* _ASSIGNMENT_: I need the number of lines in the data that contain the word "crate", and nothing beyond it.

RECORDS FOR THE EXERCISE: Begin

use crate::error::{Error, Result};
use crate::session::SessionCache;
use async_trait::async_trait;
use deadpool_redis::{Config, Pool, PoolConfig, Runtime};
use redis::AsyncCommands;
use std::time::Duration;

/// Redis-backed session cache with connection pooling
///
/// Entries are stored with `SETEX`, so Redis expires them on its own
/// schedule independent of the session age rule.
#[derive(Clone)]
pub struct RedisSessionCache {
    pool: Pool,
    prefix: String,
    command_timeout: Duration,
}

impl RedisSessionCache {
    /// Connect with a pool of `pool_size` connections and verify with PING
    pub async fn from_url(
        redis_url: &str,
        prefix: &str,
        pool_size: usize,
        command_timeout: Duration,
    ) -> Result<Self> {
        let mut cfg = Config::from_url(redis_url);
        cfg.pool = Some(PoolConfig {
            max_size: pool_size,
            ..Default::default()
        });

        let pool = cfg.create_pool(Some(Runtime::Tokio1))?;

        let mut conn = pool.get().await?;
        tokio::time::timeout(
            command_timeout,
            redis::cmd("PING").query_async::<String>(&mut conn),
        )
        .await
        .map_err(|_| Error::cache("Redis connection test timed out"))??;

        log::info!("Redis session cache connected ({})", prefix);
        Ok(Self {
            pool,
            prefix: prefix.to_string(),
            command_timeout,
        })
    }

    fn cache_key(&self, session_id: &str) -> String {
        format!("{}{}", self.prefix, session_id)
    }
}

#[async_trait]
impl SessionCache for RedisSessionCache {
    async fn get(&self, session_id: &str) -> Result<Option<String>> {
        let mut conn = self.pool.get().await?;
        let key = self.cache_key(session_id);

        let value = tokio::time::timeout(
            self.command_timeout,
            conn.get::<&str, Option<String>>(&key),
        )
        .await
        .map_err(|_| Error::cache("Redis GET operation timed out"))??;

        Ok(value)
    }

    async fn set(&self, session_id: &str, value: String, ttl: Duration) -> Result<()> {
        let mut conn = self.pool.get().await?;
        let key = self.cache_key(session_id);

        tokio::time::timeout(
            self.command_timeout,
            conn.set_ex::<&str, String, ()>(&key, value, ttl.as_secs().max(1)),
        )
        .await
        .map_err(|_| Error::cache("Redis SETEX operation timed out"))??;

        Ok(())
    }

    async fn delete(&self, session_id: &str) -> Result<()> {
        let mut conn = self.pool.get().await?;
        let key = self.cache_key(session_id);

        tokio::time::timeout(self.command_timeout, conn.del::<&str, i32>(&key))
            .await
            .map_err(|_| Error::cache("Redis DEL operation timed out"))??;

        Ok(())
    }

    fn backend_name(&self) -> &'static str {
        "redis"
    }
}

RECORDS FOR THE EXERCISE: End
RECORDS FOR THE EXERCISE: Begin

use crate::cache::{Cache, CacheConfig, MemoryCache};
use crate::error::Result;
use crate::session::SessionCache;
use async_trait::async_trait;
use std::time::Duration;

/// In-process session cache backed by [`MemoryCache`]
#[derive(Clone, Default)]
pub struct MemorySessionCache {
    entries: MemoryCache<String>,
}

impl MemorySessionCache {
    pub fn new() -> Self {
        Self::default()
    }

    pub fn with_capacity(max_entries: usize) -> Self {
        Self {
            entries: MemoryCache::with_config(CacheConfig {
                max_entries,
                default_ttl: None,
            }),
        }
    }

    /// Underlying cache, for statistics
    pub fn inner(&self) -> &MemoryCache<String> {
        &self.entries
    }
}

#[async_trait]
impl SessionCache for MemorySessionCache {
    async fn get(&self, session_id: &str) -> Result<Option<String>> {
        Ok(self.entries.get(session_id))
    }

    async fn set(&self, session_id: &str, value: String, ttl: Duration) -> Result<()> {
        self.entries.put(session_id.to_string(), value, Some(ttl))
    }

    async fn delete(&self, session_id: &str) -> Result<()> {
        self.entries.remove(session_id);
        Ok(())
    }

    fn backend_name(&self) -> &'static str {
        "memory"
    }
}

RECORDS FOR THE EXERCISE: End

* _REPLY_: 5